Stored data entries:
↓

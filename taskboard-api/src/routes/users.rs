/// User management endpoints
///
/// This module provides the user management surface:
/// - Current-user lookup
/// - Paginated listing with an optional role filter
/// - Account creation by admin-rank users
/// - Profile, role, approval, and password updates
/// - Guarded deletion (blocked while tasks reference the user)
///
/// Every endpoint requires a verified bearer token; the acting user's role
/// and approval state are re-read from the database per request.
///
/// # Endpoints
///
/// - `GET /v1/users/me` - Current authenticated user
/// - `GET /v1/users` - List users (admin rank)
/// - `POST /v1/users` - Create account (admin rank)
/// - `PUT /v1/users/:id` - Update profile (admin rank)
/// - `PUT /v1/users/:id/role` - Change role (per role matrix)
/// - `POST /v1/users/:id/approve` - Approve admin (super-admin)
/// - `PUT /v1/users/:id/password` - Change password
/// - `DELETE /v1/users/:id` - Delete user (admin rank)

use crate::{
    app::AppState,
    error::{ApiError, ApiResult, ValidationErrorDetail},
};
use axum::{
    extract::{Path, Query, State},
    http::StatusCode,
    Extension, Json,
};
use chrono::{DateTime, Utc};
use serde::{Deserialize, Serialize};
use taskboard_shared::{
    auth::{
        authorization::{
            load_actor, plan_account_creation, plan_role_change, require_admin_rank,
            validate_admin_approval,
        },
        middleware::AuthContext,
        password,
    },
    models::user::{CreateUser, DeleteUserOutcome, Role, User},
};
use uuid::Uuid;
use validator::Validate;

/// Default page size for user listings
const DEFAULT_USER_PAGE_SIZE: i64 = 20;

/// Maximum page size for user listings
const MAX_USER_PAGE_SIZE: i64 = 100;

/// Sanitized user representation returned by the API
///
/// Never includes the password hash.
#[derive(Debug, Serialize)]
pub struct UserResponse {
    /// User ID
    pub id: Uuid,

    /// Email address
    pub email: String,

    /// Display name
    pub name: String,

    /// Optional avatar URL
    pub image: Option<String>,

    /// Role in the permission hierarchy
    pub role: Role,

    /// Admin approval flag (admins only)
    pub is_approved: Option<bool>,

    /// When the account was created
    pub created_at: DateTime<Utc>,

    /// When the account was last updated
    pub updated_at: DateTime<Utc>,
}

impl From<User> for UserResponse {
    fn from(user: User) -> Self {
        Self {
            id: user.id,
            email: user.email,
            name: user.name,
            image: user.image,
            role: user.role,
            is_approved: user.is_approved,
            created_at: user.created_at,
            updated_at: user.updated_at,
        }
    }
}

/// Role filter for user listings
///
/// `all` (the default when the parameter is omitted) disables the filter.
#[derive(Debug, Clone, Copy, PartialEq, Eq, Deserialize)]
#[serde(rename_all = "kebab-case")]
pub enum RoleFilter {
    All,
    User,
    Admin,
    SuperAdmin,
}

impl RoleFilter {
    /// The role this filter selects, or `None` for no filtering
    pub fn as_role(self) -> Option<Role> {
        match self {
            RoleFilter::All => None,
            RoleFilter::User => Some(Role::User),
            RoleFilter::Admin => Some(Role::Admin),
            RoleFilter::SuperAdmin => Some(Role::SuperAdmin),
        }
    }
}

/// Query parameters for user listing
#[derive(Debug, Deserialize)]
pub struct ListUsersQuery {
    /// Page size (default 20, max 100)
    pub limit: Option<i64>,

    /// Last-seen user id from the previous page
    pub cursor: Option<Uuid>,

    /// Filter to a single role; `all` or absent means no filter
    pub role: Option<RoleFilter>,
}

/// Paginated user listing response
#[derive(Debug, Serialize)]
pub struct ListUsersResponse {
    /// Users in this page
    pub users: Vec<UserResponse>,

    /// Cursor for the next page; absent when this page is the last
    #[serde(skip_serializing_if = "Option::is_none")]
    pub next_cursor: Option<Uuid>,
}

/// Account creation request (admin rank)
#[derive(Debug, Deserialize, Validate)]
pub struct CreateAccountRequest {
    /// Email address
    #[validate(email(message = "Invalid email format"))]
    pub email: String,

    /// Display name
    #[validate(length(min = 1, max = 100, message = "Name must be 1-100 characters"))]
    pub name: String,

    /// Password (will be validated for strength)
    #[validate(length(min = 8, message = "Password must be at least 8 characters"))]
    pub password: String,

    /// Role for the new account
    pub role: Role,

    /// Optional avatar URL
    #[validate(length(max = 512, message = "Image URL must be at most 512 characters"))]
    pub image: Option<String>,

    /// Requested approval state; honored only for a super-admin actor
    pub is_approved: Option<bool>,
}

/// Profile update request (full replace of the editable fields)
#[derive(Debug, Deserialize, Validate)]
pub struct UpdateProfileRequest {
    /// Display name
    #[validate(length(min = 1, max = 100, message = "Name must be 1-100 characters"))]
    pub name: String,

    /// Email address
    #[validate(email(message = "Invalid email format"))]
    pub email: String,

    /// Optional avatar URL
    #[validate(length(max = 512, message = "Image URL must be at most 512 characters"))]
    pub image: Option<String>,
}

/// Role change request
#[derive(Debug, Deserialize)]
pub struct UpdateRoleRequest {
    /// New role for the target user
    pub role: Role,
}

/// Password change request
#[derive(Debug, Deserialize, Validate)]
pub struct UpdatePasswordRequest {
    /// The acting user's current password
    pub current_password: String,

    /// New password (will be validated for strength)
    #[validate(length(min = 8, message = "Password must be at least 8 characters"))]
    pub new_password: String,
}

/// Returns the authenticated user's own record
pub async fn current_user(
    State(state): State<AppState>,
    Extension(auth): Extension<AuthContext>,
) -> ApiResult<Json<UserResponse>> {
    let actor = load_actor(&state.db, auth.user_id).await?;

    Ok(Json(actor.into()))
}

/// Lists users with keyset pagination and an optional role filter
///
/// Requires admin rank; the listing is a management surface.
///
/// # Endpoint
///
/// ```text
/// GET /v1/users?limit=20&cursor=<uuid>&role=admin
/// ```
pub async fn list_users(
    State(state): State<AppState>,
    Extension(auth): Extension<AuthContext>,
    Query(query): Query<ListUsersQuery>,
) -> ApiResult<Json<ListUsersResponse>> {
    let actor = load_actor(&state.db, auth.user_id).await?;
    require_admin_rank(&actor)?;

    let limit = query
        .limit
        .unwrap_or(DEFAULT_USER_PAGE_SIZE)
        .clamp(1, MAX_USER_PAGE_SIZE);

    let role = query.role.and_then(RoleFilter::as_role);
    let users = User::list(&state.db, limit, query.cursor, role).await?;

    // A full page means there may be more; the last id becomes the cursor
    let next_cursor = if users.len() as i64 == limit {
        users.last().map(|u| u.id)
    } else {
        None
    };

    Ok(Json(ListUsersResponse {
        users: users.into_iter().map(UserResponse::from).collect(),
        next_cursor,
    }))
}

/// Creates an account on behalf of an admin-rank actor
///
/// The approval flag on the new account follows the creation matrix: a
/// super-admin's requested approval is honored, an admin-created admin is
/// always unapproved, and non-admin roles carry no approval flag.
///
/// # Errors
///
/// - `403 Forbidden`: Actor lacks admin rank, or an admin attempted to
///   create a super-admin
/// - `409 Conflict`: Email already exists
/// - `422 Unprocessable Entity`: Validation failed
pub async fn create_account(
    State(state): State<AppState>,
    Extension(auth): Extension<AuthContext>,
    Json(req): Json<CreateAccountRequest>,
) -> ApiResult<Json<UserResponse>> {
    req.validate()?;

    let actor = load_actor(&state.db, auth.user_id).await?;
    let is_approved = plan_account_creation(&actor, req.role, req.is_approved)?;

    password::validate_password_strength(&req.password).map_err(|msg| {
        ApiError::ValidationError(vec![ValidationErrorDetail {
            field: "password".to_string(),
            message: msg,
        }])
    })?;

    let password_hash = password::hash_password(&req.password)?;

    let user = User::create(
        &state.db,
        CreateUser {
            email: req.email,
            name: req.name,
            password_hash,
            image: req.image,
            role: req.role,
            is_approved,
        },
    )
    .await?;

    tracing::info!(
        actor_id = %actor.id,
        user_id = %user.id,
        role = user.role.as_str(),
        "Account created"
    );

    Ok(Json(user.into()))
}

/// Updates a user's profile fields (name, email, image)
///
/// Full replace of the editable profile fields. Admin rank is required but
/// the acting admin's approval state is not checked.
pub async fn update_profile(
    State(state): State<AppState>,
    Extension(auth): Extension<AuthContext>,
    Path(id): Path<Uuid>,
    Json(req): Json<UpdateProfileRequest>,
) -> ApiResult<Json<UserResponse>> {
    req.validate()?;

    let actor = load_actor(&state.db, auth.user_id).await?;
    require_admin_rank(&actor)?;

    let user = User::update_profile(&state.db, id, &req.name, &req.email, req.image.as_deref())
        .await?
        .ok_or_else(|| ApiError::NotFound("User not found".to_string()))?;

    Ok(Json(user.into()))
}

/// Changes a user's role according to the authorization matrix
///
/// A super-admin setting any role approves the target; an admin granting
/// `admin` leaves the target unapproved; only a super-admin may grant
/// `super-admin`.
pub async fn update_role(
    State(state): State<AppState>,
    Extension(auth): Extension<AuthContext>,
    Path(id): Path<Uuid>,
    Json(req): Json<UpdateRoleRequest>,
) -> ApiResult<Json<UserResponse>> {
    let actor = load_actor(&state.db, auth.user_id).await?;
    let change = plan_role_change(actor.role, req.role)?;

    let user = User::update_role(&state.db, id, change.role, change.is_approved)
        .await?
        .ok_or_else(|| ApiError::NotFound("User not found".to_string()))?;

    tracing::info!(
        actor_id = %actor.id,
        user_id = %user.id,
        role = user.role.as_str(),
        "Role changed"
    );

    Ok(Json(user.into()))
}

/// Approves an admin account (super-admin only)
///
/// Idempotent: approving an already-approved admin succeeds without change.
pub async fn approve_admin(
    State(state): State<AppState>,
    Extension(auth): Extension<AuthContext>,
    Path(id): Path<Uuid>,
) -> ApiResult<Json<UserResponse>> {
    let actor = load_actor(&state.db, auth.user_id).await?;

    let target = User::find_by_id(&state.db, id)
        .await?
        .ok_or_else(|| ApiError::NotFound("User not found".to_string()))?;

    validate_admin_approval(&actor, &target)?;

    let user = User::set_approved(&state.db, id)
        .await?
        .ok_or_else(|| ApiError::NotFound("User not found".to_string()))?;

    tracing::info!(actor_id = %actor.id, user_id = %user.id, "Admin approved");

    Ok(Json(user.into()))
}

/// Changes a user's password
///
/// The acting user's current password is always re-verified against their
/// stored hash. Changing another user's password additionally requires
/// admin rank.
///
/// # Errors
///
/// - `401 Unauthorized`: Current password does not match
/// - `403 Forbidden`: Non-admin changing another user's password
/// - `404 Not Found`: Target user does not exist
pub async fn update_password(
    State(state): State<AppState>,
    Extension(auth): Extension<AuthContext>,
    Path(id): Path<Uuid>,
    Json(req): Json<UpdatePasswordRequest>,
) -> ApiResult<StatusCode> {
    req.validate()?;

    let actor = load_actor(&state.db, auth.user_id).await?;

    let valid = password::verify_password(&req.current_password, &actor.password_hash)?;
    if !valid {
        return Err(ApiError::InvalidCredential(
            "Current password does not match".to_string(),
        ));
    }

    if id != actor.id {
        require_admin_rank(&actor)?;
    }

    password::validate_password_strength(&req.new_password).map_err(|msg| {
        ApiError::ValidationError(vec![ValidationErrorDetail {
            field: "new_password".to_string(),
            message: msg,
        }])
    })?;

    let password_hash = password::hash_password(&req.new_password)?;

    let updated = User::set_password_hash(&state.db, id, &password_hash).await?;
    if !updated {
        return Err(ApiError::NotFound("User not found".to_string()));
    }

    tracing::info!(actor_id = %actor.id, user_id = %id, "Password changed");

    Ok(StatusCode::NO_CONTENT)
}

/// Deletes a user unless tasks still reference them as assignee
///
/// The assigned-task guard and the delete run as one conditional statement,
/// so a concurrent task creation cannot slip past the check.
///
/// # Errors
///
/// - `403 Forbidden`: Actor lacks admin rank
/// - `404 Not Found`: No such user
/// - `409 Conflict`: Tasks still reference the user
pub async fn delete_user(
    State(state): State<AppState>,
    Extension(auth): Extension<AuthContext>,
    Path(id): Path<Uuid>,
) -> ApiResult<StatusCode> {
    let actor = load_actor(&state.db, auth.user_id).await?;
    require_admin_rank(&actor)?;

    match User::delete_if_unassigned(&state.db, id).await? {
        DeleteUserOutcome::Deleted => {
            tracing::info!(actor_id = %actor.id, user_id = %id, "User deleted");
            Ok(StatusCode::NO_CONTENT)
        }
        DeleteUserOutcome::HasAssignedTasks => Err(ApiError::HasAssignedTasks(
            "User still has assigned tasks".to_string(),
        )),
        DeleteUserOutcome::NotFound => Err(ApiError::NotFound("User not found".to_string())),
    }
}

#[cfg(test)]
mod tests {
    use super::*;

    #[test]
    fn test_role_filter_wire_format() {
        let filter: RoleFilter = serde_json::from_str("\"all\"").unwrap();
        assert_eq!(filter, RoleFilter::All);

        let filter: RoleFilter = serde_json::from_str("\"super-admin\"").unwrap();
        assert_eq!(filter, RoleFilter::SuperAdmin);

        assert!(serde_json::from_str::<RoleFilter>("\"owner\"").is_err());
    }

    #[test]
    fn test_role_filter_all_disables_filtering() {
        assert_eq!(RoleFilter::All.as_role(), None);
        assert_eq!(RoleFilter::User.as_role(), Some(Role::User));
        assert_eq!(RoleFilter::Admin.as_role(), Some(Role::Admin));
        assert_eq!(RoleFilter::SuperAdmin.as_role(), Some(Role::SuperAdmin));
    }
}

↑

■ Action item
Write out a verbatim copy of the data, beginning with its first line and ending with the line that contains "flag (admins only)".

■ Response for this exercise
filename taskboard-api/src/routes/users.rs
/// User management endpoints
///
/// This module provides the user management surface:
/// - Current-user lookup
/// - Paginated listing with an optional role filter
/// - Account creation by admin-rank users
/// - Profile, role, approval, and password updates
/// - Guarded deletion (blocked while tasks reference the user)
///
/// Every endpoint requires a verified bearer token; the acting user's role
/// and approval state are re-read from the database per request.
///
/// # Endpoints
///
/// - `GET /v1/users/me` - Current authenticated user
/// - `GET /v1/users` - List users (admin rank)
/// - `POST /v1/users` - Create account (admin rank)
/// - `PUT /v1/users/:id` - Update profile (admin rank)
/// - `PUT /v1/users/:id/role` - Change role (per role matrix)
/// - `POST /v1/users/:id/approve` - Approve admin (super-admin)
/// - `PUT /v1/users/:id/password` - Change password
/// - `DELETE /v1/users/:id` - Delete user (admin rank)

use crate::{
    app::AppState,
    error::{ApiError, ApiResult, ValidationErrorDetail},
};
use axum::{
    extract::{Path, Query, State},
    http::StatusCode,
    Extension, Json,
};
use chrono::{DateTime, Utc};
use serde::{Deserialize, Serialize};
use taskboard_shared::{
    auth::{
        authorization::{
            load_actor, plan_account_creation, plan_role_change, require_admin_rank,
            validate_admin_approval,
        },
        middleware::AuthContext,
        password,
    },
    models::user::{CreateUser, DeleteUserOutcome, Role, User},
};
use uuid::Uuid;
use validator::Validate;

/// Default page size for user listings
const DEFAULT_USER_PAGE_SIZE: i64 = 20;

/// Maximum page size for user listings
const MAX_USER_PAGE_SIZE: i64 = 100;

/// Sanitized user representation returned by the API
///
/// Never includes the password hash.
#[derive(Debug, Serialize)]
pub struct UserResponse {
    /// User ID
    pub id: Uuid,

    /// Email address
    pub email: String,

    /// Display name
    pub name: String,

    /// Optional avatar URL
    pub image: Option<String>,

    /// Role in the permission hierarchy
    pub role: Role,

    /// Admin approval flag (admins only)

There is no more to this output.